Our staff writer Alex Bernson greets the new year with a look back at his favorite coffees of 2012.
Looking back on 2012, it was definitely a great year to be a coffee nerd / enthusiast / professional / what-have-you. The industry keeps growing, shops and roasters keep popping up or expanding, and there’s pretty much more information on the subject today than there ever has been in human history. But 2012 was also just a great time just to be a coffee drinker, and here’s some reasons why (with the clearly stated caveat that I’m making some pretty sweeping generalizations, and I know it, so don’t queen out).

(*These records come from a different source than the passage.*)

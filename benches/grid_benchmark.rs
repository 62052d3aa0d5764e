/*
 * Grid Benchmark
 *
 * Measures the hot paths of a frame: wrapping and occupancy lookups on the
 * grid, the world mapping used to place nodes and a full session update at
 * a few grid sizes.
 */

use criterion::{black_box, criterion_group, criterion_main, BenchmarkId, Criterion};
use hunger::{Direction, GameConfig, GameSession, Grid, GridPosition, Key};

fn bench_wrap_and_lookup(c: &mut Criterion) {
    let mut group = c.benchmark_group("grid_lookup");

    for size in [50u32, 100, 200].iter() {
        group.bench_with_input(BenchmarkId::from_parameter(size), size, |b, &n| {
            let grid = Grid::new(n, n);
            let span = n as i32 * 3;

            b.iter(|| {
                let mut free = 0;
                for i in -span..span {
                    let pos = grid.wrap(GridPosition::new(i, -i));
                    if grid.is_empty(pos) {
                        free += 1;
                    }
                }
                black_box(free)
            });
        });
    }

    group.finish();
}

fn bench_grid_to_world(c: &mut Criterion) {
    let grid = Grid::new(100, 100);

    c.bench_function("grid_to_world_full_grid", |b| {
        b.iter(|| {
            for y in 0..grid.height() {
                for x in 0..grid.width() {
                    black_box(grid.grid_to_world(GridPosition::new(x, y)));
                }
            }
        });
    });
}

fn bench_session_update(c: &mut Criterion) {
    let mut group = c.benchmark_group("session_update");

    for size in [50u32, 100, 200].iter() {
        group.bench_with_input(BenchmarkId::from_parameter(size), size, |b, &n| {
            let config = GameConfig {
                grid_width: n,
                grid_height: n,
                rng_seed: Some(42),
                ..GameConfig::default()
            };
            let mut session = GameSession::new(config).expect("valid config");
            session.place_player(GridPosition::new(0, 0), Direction::Right);
            let mut frame = 0u32;

            b.iter(|| {
                // Turn now and then so the trail curls around the bowl
                frame += 1;
                if frame % 64 == 0 {
                    session.handle_key(Key::Left);
                }
                if session.is_game_over() {
                    session.restart();
                    session.place_player(GridPosition::new(0, 0), Direction::Right);
                }
                session.update(black_box(1.0 / 60.0));
            });
        });
    }

    group.finish();
}

criterion_group!(benches, bench_wrap_and_lookup, bench_grid_to_world, bench_session_update);
criterion_main!(benches);
//! Commit history model types

use chrono::{DateTime, Utc};
use serde::{Deserialize, Serialize};
use serde_json::{Map, Value};

/// One entry in a gist's commit history.
///
/// `version` is the opaque revision id (sha) the provider assigns to the
/// historical state this entry records.
#[derive(Debug, Clone, Serialize, Deserialize)]
pub struct CommitEntry {
    pub version: String,
    pub committed_at: DateTime<Utc>,
    pub change_status: ChangeStatus,
    /// Remaining provider fields, untyped (`user`, `url`, ...).
    #[serde(flatten)]
    pub extra: Map<String, Value>,
}

/// Addition/deletion counts for one commit.
#[derive(Debug, Clone, Copy, Serialize, Deserialize)]
pub struct ChangeStatus {
    pub total: u64,
    pub additions: u64,
    pub deletions: u64,
}

/// Pagination query for history endpoints.
///
/// Values are forwarded to the upstream verbatim; the proxy never parses
/// them, so whatever the caller sends is the upstream's problem.
#[derive(Debug, Clone, Default, Deserialize)]
pub struct HistoryPage {
    pub page: Option<String>,
    pub per_page: Option<String>,
}
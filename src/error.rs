use actix_web::{HttpResponse, ResponseError};
use serde::Serialize;
use std::fmt;

use crate::services::UpstreamError;

/// Application-level error type
///
/// Everything a handler can fail with collapses into one of two outcomes:
/// the upstream did not know the resource, or something else went wrong.
/// No other failure shape ever reaches a caller.
#[derive(Debug)]
pub enum AppError {
    /// The requested gist or revision does not exist upstream
    NotFound,
    /// Any other upstream failure (network error, non-404 status,
    /// malformed response body)
    Upstream(String),
}

#[derive(Serialize)]
struct ErrorResponse {
    success: bool,
    message: &'static str,
}

impl fmt::Display for AppError {
    fn fmt(&self, f: &mut fmt::Formatter<'_>) -> fmt::Result {
        match self {
            Self::NotFound => write!(f, "Gist not found"),
            Self::Upstream(detail) => write!(f, "Upstream failure: {detail}"),
        }
    }
}

impl ResponseError for AppError {
    fn error_response(&self) -> HttpResponse {
        match self {
            Self::NotFound => HttpResponse::NotFound().json(ErrorResponse {
                success: false,
                message: "Gist not found",
            }),
            Self::Upstream(detail) => {
                // The detail stays in the logs; callers only ever see the
                // generic message.
                tracing::error!(%detail, "upstream failure");
                HttpResponse::InternalServerError().json(ErrorResponse {
                    success: false,
                    message: "Something went wrong",
                })
            }
        }
    }
}

impl From<UpstreamError> for AppError {
    fn from(err: UpstreamError) -> Self {
        match err {
            UpstreamError::NotFound => Self::NotFound,
            other => Self::Upstream(other.to_string()),
        }
    }
}
//! Gist model and related types

use std::collections::BTreeMap;

use serde::{Deserialize, Serialize};
use serde_json::{Map, Value};

/// A gist as the upstream provider returns it.
///
/// Typed fields cover the attributes the proxy interprets. Everything else
/// the provider sends lands in the flattened `extra` map and is carried
/// through verbatim, so field stripping can operate on an explicit
/// deny-list instead of guessing at the provider's full schema. A revision
/// (a gist snapshot at a historical version) has the same shape.
#[derive(Debug, Clone, Serialize, Deserialize)]
pub struct Gist {
    pub id: String,
    pub description: Option<String>,
    pub public: bool,
    pub files: BTreeMap<String, GistFile>,
    /// Remaining provider fields, untyped.
    #[serde(flatten)]
    pub extra: Map<String, Value>,
}

/// A single file within a gist.
///
/// `content` is absent on payloads where the provider omits bodies
/// (truncated files, list endpoints).
#[derive(Debug, Clone, Serialize, Deserialize)]
pub struct GistFile {
    #[serde(skip_serializing_if = "Option::is_none")]
    pub content: Option<String>,
    #[serde(skip_serializing_if = "Option::is_none")]
    pub language: Option<String>,
    #[serde(skip_serializing_if = "Option::is_none")]
    pub size: Option<u64>,
    #[serde(rename = "type", skip_serializing_if = "Option::is_none")]
    pub kind: Option<String>,
    /// Remaining provider fields, untyped (`filename`, `truncated`,
    /// `raw_url`, ...).
    #[serde(flatten)]
    pub extra: Map<String, Value>,
}

/// Request payload for gist creation: one file under `filename`.
#[derive(Debug, Clone, Deserialize)]
pub struct CreateGistRequest {
    #[serde(default)]
    pub description: Option<String>,
    pub filename: String,
    pub content: String,
    #[serde(default)]
    pub public: Option<bool>,
}

/// Request payload for upserting a single file's content.
#[derive(Debug, Clone, Deserialize)]
pub struct UpdateGistRequest {
    pub filename: String,
    pub content: String,
}

/// Creation response surfaced to callers: only the id and the file map,
/// exactly as the upstream returned them.
#[derive(Debug, Clone, Serialize)]
pub struct CreatedGist {
    pub id: String,
    pub files: BTreeMap<String, GistFile>,
}

impl From<Gist> for CreatedGist {
    fn from(gist: Gist) -> Self {
        Self {
            id: gist.id,
            files: gist.files,
        }
    }
}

Many of the Central American coffees I enjoyed in 2012 were bursting with complex acidity, yet unbelievably clean and at times startling in their depth. 2012 was the year that so many Western Hemisphere coffees challenged my preconceived notions and exceeded my expectations. Meanwhile, many of the coffees I enjoyed from Africa in 2012 harvests were full of delicate nuance, demanding and fascinating in their complexity, with big-time standouts coming out of the cooperatives in Kenya and the mish-mash of cooperatives and privately owned washing stations in Rwanda. Exceedingly light roasting definitely became a thing in North America this year, with exciting new takes on classic origin profiles. With a number of new micro-roasters entering the scene, and ever more multi-roaster shops opening up, more and more people were exposed to fantastic coffee being roasted by brands they hadn’t heard of before. At the same time, many established industry roasting leaders were able to clearly illustrate why their longstanding relationships, breadth of knowledge, and access to resources so often result in fantastic coffees. Smaller is not always better, but new brands are exciting; old school is not necessarily “right”, but there’s a reason why specialty roasters who do high volume are often able to outpace the little guys.
I do gotta be real though, I think 2012 was the year where under-developed roasts really became *a thing* in North America, and it’s a trend that needs to be put to bed. Light roasting can be great, and I do love that first sip that offers the promise of forward sweetness and delicate acidity, but unless a very narrow window of balance is hit just…right… that promise so often dissolves into sourness, starchiness and a soapy finish. No tea no shade; but I ran into this again and again, from roasters across many different styles and regions, throughout the balance of 2012.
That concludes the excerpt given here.